■ Exercise
Gather all lines from the material that contain "References".

■ Task material
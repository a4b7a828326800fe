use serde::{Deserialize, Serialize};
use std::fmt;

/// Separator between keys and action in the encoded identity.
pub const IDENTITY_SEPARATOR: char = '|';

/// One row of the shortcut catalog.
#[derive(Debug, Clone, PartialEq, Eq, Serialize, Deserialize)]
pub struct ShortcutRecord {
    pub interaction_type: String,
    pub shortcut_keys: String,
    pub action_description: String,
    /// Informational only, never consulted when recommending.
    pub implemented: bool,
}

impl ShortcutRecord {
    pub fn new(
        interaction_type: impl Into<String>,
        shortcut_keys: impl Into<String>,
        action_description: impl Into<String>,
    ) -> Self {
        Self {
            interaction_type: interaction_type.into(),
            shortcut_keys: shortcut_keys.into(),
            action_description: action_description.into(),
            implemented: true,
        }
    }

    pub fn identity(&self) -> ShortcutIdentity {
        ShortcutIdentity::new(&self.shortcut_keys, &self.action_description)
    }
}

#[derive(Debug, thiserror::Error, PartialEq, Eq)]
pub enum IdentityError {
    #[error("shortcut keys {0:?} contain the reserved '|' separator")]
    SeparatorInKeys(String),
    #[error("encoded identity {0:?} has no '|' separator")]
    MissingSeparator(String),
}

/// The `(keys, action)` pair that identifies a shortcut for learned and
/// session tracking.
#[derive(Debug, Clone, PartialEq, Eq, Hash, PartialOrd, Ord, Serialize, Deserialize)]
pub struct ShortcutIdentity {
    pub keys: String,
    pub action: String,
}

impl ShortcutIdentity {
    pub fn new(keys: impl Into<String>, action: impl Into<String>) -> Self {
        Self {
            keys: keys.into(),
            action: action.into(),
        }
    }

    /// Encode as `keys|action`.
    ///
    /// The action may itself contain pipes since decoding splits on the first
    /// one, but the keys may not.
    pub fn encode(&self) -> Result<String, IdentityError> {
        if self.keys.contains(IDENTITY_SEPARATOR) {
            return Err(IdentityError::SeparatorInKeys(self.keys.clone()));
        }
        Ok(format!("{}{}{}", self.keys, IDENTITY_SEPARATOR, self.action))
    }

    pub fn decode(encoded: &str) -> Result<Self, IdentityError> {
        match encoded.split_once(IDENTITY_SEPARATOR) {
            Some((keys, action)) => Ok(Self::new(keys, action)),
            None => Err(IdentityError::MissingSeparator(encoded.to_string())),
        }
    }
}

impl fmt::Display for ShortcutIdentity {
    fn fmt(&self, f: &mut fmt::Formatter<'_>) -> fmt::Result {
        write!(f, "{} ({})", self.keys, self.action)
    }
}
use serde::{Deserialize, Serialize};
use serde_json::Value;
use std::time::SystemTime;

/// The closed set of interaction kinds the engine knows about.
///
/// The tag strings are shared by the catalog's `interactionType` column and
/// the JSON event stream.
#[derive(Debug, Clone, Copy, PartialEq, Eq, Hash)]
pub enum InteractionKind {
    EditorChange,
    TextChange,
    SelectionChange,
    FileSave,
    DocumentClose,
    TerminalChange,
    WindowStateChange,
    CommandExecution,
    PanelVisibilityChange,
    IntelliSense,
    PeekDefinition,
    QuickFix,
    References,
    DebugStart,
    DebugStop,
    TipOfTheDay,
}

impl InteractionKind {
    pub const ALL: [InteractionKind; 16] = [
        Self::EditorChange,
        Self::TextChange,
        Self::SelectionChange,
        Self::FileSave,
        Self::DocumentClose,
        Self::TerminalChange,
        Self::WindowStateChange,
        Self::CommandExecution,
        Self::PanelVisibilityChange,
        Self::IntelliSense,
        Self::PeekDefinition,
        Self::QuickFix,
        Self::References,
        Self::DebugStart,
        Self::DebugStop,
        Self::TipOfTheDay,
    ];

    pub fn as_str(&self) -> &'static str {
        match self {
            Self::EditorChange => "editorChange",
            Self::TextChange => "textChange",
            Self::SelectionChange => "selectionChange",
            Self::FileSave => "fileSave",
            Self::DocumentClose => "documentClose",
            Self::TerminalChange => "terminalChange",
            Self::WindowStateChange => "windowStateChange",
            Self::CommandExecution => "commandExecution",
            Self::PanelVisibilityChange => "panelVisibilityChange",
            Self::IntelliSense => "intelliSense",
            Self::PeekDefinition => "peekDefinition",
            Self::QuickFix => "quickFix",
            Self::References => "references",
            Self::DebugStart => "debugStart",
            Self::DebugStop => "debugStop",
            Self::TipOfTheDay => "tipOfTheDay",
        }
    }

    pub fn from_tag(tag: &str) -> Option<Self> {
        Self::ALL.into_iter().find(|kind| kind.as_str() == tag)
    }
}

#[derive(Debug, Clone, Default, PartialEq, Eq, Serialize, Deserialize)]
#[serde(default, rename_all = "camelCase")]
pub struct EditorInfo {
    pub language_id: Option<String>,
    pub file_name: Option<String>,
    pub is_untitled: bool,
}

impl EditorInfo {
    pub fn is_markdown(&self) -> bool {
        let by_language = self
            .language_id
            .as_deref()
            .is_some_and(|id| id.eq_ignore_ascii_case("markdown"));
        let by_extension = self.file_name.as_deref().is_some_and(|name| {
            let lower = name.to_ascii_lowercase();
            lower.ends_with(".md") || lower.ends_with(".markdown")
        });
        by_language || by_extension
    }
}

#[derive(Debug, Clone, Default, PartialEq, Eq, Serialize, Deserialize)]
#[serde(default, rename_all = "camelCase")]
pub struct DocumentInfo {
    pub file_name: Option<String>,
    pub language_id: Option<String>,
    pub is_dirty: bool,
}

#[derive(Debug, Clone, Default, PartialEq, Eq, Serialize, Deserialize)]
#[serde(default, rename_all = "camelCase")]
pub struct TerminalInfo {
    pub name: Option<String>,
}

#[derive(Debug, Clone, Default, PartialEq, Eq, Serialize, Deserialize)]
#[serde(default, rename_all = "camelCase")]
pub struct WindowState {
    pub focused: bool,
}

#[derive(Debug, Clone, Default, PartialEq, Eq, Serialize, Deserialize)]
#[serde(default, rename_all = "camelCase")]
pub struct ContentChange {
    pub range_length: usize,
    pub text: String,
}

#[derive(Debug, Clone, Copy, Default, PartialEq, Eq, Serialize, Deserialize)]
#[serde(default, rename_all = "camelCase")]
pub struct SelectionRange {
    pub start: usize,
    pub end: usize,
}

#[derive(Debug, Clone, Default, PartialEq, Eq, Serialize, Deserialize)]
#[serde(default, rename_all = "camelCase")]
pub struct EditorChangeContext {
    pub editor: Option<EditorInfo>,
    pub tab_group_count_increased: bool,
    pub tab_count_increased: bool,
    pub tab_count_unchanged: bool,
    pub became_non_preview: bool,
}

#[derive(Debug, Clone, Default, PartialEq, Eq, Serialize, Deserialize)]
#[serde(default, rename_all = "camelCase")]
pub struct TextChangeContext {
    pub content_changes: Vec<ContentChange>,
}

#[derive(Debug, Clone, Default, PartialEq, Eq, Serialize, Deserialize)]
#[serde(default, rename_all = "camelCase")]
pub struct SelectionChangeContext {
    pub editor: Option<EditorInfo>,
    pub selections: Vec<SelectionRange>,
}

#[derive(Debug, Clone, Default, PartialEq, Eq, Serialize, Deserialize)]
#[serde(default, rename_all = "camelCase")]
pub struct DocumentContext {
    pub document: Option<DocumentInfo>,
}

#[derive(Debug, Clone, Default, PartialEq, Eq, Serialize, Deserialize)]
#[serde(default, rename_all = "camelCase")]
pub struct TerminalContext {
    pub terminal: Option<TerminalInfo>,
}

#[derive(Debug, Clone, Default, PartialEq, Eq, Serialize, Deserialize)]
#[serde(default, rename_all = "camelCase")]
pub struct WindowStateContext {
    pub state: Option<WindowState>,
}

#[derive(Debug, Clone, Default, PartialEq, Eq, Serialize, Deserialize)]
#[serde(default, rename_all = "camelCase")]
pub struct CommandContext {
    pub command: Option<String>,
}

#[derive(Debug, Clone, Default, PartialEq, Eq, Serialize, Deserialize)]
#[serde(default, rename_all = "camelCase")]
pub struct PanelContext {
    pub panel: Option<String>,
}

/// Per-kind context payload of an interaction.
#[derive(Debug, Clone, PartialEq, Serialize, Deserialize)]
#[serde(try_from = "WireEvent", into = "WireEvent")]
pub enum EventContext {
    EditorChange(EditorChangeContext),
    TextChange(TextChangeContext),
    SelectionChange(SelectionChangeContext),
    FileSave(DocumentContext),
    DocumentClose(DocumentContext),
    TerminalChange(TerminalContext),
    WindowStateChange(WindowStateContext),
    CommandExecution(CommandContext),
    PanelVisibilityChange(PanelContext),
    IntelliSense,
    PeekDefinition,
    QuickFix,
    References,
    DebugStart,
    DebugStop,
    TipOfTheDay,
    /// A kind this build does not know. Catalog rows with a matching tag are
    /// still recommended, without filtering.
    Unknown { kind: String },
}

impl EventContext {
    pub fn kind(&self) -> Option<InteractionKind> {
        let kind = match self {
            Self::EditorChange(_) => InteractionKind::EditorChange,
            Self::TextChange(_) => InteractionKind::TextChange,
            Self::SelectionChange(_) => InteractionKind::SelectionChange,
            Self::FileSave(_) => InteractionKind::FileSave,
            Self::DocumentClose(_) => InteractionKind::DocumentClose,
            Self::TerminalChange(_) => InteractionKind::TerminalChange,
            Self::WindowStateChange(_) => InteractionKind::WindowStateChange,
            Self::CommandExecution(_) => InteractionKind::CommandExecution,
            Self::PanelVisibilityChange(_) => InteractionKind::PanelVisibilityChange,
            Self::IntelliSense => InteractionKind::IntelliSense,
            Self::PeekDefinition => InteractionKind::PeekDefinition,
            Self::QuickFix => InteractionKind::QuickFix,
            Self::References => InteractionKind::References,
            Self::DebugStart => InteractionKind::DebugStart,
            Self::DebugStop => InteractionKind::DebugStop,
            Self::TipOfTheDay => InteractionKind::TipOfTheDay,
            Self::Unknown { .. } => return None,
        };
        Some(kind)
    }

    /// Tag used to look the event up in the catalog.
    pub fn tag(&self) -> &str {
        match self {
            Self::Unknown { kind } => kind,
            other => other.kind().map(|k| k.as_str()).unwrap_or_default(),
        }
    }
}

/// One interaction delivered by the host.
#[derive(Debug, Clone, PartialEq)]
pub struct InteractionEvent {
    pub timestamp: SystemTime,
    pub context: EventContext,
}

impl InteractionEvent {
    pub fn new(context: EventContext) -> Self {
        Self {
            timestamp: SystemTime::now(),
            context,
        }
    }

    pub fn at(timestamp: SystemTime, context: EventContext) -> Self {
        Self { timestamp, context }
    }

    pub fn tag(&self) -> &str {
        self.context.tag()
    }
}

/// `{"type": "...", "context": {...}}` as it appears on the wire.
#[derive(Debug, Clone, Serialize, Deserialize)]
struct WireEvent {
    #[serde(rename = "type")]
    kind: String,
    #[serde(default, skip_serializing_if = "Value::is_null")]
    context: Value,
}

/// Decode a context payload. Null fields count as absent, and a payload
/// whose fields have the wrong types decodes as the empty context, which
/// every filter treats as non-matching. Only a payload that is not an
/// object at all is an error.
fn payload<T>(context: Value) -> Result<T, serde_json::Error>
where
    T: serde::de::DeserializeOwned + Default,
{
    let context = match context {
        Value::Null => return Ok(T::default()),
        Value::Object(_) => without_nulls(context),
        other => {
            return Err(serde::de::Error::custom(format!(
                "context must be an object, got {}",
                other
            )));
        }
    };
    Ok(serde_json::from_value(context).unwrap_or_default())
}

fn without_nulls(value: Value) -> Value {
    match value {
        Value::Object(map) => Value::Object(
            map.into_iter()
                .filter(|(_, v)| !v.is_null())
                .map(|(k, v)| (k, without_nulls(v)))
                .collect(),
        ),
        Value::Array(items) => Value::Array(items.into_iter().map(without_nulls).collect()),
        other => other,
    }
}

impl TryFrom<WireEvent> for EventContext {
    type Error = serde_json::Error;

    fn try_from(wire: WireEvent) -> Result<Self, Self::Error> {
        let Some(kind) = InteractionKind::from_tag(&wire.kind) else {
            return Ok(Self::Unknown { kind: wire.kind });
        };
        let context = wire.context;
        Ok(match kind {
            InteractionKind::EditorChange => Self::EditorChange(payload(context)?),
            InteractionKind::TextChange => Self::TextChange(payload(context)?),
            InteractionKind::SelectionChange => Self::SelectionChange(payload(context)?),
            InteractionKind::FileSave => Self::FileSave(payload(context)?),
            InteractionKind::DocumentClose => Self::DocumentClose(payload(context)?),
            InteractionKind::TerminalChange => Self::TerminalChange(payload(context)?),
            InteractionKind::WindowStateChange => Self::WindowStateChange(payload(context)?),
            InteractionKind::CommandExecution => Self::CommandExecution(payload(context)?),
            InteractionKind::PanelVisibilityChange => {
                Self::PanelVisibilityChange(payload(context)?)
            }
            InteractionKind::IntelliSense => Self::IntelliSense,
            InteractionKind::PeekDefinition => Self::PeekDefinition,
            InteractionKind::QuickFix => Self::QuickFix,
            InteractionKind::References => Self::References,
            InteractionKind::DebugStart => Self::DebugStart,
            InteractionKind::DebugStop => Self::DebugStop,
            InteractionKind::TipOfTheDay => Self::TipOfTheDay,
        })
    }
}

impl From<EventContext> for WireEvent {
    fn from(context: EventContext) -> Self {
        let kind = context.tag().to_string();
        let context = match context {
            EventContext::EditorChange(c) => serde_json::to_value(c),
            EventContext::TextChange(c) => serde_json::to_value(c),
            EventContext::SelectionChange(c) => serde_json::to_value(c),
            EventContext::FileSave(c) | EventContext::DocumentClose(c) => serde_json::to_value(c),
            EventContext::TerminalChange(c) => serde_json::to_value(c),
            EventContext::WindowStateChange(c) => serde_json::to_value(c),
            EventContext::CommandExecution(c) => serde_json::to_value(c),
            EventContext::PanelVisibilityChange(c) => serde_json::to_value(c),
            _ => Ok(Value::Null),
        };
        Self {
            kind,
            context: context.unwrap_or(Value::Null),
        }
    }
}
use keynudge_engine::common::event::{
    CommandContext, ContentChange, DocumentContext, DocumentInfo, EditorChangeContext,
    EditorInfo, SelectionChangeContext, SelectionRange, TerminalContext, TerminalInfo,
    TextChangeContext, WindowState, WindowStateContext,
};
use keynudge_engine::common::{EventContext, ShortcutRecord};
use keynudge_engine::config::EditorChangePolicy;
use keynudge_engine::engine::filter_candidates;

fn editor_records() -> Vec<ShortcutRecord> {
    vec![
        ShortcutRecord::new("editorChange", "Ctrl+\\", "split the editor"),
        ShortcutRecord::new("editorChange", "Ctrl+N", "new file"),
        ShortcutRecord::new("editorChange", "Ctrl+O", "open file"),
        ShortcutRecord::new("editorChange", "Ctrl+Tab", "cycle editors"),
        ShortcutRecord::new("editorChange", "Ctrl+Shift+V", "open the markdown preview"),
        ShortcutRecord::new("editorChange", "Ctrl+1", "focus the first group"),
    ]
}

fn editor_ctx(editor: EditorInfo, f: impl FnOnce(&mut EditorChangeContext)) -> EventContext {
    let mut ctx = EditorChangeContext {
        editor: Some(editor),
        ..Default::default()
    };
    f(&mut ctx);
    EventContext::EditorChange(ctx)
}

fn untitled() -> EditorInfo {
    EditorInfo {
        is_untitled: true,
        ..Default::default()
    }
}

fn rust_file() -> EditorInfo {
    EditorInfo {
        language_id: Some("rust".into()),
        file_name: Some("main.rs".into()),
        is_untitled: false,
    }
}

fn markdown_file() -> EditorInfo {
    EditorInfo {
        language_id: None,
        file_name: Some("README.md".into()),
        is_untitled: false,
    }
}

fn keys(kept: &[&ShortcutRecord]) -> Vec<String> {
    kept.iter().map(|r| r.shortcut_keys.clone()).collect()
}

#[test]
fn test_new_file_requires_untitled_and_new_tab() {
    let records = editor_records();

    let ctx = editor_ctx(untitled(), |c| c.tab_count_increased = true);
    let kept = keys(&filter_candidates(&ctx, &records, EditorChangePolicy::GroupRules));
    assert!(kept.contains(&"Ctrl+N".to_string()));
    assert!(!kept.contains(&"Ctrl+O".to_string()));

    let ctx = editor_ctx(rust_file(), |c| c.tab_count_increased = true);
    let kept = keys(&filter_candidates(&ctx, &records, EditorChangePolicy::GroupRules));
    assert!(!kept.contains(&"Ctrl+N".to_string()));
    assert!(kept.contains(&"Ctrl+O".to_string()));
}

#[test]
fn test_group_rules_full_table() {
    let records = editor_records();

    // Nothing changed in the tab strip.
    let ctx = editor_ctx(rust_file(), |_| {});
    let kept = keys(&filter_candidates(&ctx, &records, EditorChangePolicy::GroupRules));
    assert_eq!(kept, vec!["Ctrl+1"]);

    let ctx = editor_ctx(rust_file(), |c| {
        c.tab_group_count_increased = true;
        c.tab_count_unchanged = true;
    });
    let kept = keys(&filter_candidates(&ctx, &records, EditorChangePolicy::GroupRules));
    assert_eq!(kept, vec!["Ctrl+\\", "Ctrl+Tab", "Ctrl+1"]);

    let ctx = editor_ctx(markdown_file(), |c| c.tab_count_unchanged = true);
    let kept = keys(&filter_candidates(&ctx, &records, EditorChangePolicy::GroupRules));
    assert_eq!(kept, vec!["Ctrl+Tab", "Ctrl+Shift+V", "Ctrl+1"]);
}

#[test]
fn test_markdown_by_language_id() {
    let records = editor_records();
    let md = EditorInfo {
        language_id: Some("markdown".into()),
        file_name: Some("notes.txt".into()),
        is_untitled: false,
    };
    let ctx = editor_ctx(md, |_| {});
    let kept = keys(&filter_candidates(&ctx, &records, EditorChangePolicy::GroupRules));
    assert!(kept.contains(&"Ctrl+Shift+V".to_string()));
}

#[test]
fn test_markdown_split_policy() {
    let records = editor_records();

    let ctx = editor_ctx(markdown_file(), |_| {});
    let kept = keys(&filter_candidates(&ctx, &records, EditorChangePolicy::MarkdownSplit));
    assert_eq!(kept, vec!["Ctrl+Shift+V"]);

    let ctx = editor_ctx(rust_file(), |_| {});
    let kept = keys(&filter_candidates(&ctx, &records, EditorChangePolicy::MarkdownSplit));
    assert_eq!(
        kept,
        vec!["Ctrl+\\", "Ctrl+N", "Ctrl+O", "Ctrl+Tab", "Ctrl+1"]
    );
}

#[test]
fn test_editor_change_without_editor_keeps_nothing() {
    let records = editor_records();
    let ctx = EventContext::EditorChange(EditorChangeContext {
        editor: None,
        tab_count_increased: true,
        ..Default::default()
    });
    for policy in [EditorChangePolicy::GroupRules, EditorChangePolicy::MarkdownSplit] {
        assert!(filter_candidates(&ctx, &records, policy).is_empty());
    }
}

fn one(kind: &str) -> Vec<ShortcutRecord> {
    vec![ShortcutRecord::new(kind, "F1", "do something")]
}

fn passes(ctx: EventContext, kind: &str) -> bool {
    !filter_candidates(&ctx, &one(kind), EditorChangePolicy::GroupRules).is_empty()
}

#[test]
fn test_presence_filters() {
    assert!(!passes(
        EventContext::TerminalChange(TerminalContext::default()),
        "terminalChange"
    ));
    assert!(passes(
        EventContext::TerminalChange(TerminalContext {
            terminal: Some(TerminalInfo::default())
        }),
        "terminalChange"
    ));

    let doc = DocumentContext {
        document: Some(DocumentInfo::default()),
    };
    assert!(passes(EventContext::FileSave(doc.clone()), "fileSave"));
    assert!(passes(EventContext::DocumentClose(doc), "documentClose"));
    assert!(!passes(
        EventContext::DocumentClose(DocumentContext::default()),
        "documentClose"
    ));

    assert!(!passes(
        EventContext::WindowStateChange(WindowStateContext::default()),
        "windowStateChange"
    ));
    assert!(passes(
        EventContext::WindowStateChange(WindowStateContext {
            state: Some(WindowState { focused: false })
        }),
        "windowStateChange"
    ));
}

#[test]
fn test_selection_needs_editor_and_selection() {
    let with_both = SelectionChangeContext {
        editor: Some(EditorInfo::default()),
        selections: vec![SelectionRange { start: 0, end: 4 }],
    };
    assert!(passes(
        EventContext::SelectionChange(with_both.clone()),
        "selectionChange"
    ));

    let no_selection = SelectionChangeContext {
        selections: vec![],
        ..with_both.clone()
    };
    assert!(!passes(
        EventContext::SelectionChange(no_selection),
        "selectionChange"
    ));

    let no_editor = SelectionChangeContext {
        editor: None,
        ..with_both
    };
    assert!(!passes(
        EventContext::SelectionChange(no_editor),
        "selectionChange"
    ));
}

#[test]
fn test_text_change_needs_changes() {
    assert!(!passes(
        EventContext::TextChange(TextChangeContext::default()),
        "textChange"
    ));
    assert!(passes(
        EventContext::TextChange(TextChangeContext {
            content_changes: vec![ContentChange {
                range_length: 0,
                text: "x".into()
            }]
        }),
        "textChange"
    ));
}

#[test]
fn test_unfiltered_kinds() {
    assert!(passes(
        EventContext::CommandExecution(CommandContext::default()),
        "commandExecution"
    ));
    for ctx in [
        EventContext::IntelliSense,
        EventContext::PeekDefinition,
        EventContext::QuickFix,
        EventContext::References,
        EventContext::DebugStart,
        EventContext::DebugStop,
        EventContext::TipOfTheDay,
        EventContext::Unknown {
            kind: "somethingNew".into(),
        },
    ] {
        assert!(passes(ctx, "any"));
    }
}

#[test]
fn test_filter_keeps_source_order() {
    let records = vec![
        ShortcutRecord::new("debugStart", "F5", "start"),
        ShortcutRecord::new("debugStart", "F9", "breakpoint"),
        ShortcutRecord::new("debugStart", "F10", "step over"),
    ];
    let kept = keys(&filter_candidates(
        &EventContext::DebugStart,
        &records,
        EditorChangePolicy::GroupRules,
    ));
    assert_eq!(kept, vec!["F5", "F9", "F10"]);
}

■ Task response
    References,
        Self::References,
            Self::References => "references",
    References,
            Self::References => InteractionKind::References,
            InteractionKind::References => Self::References,
        EventContext::References,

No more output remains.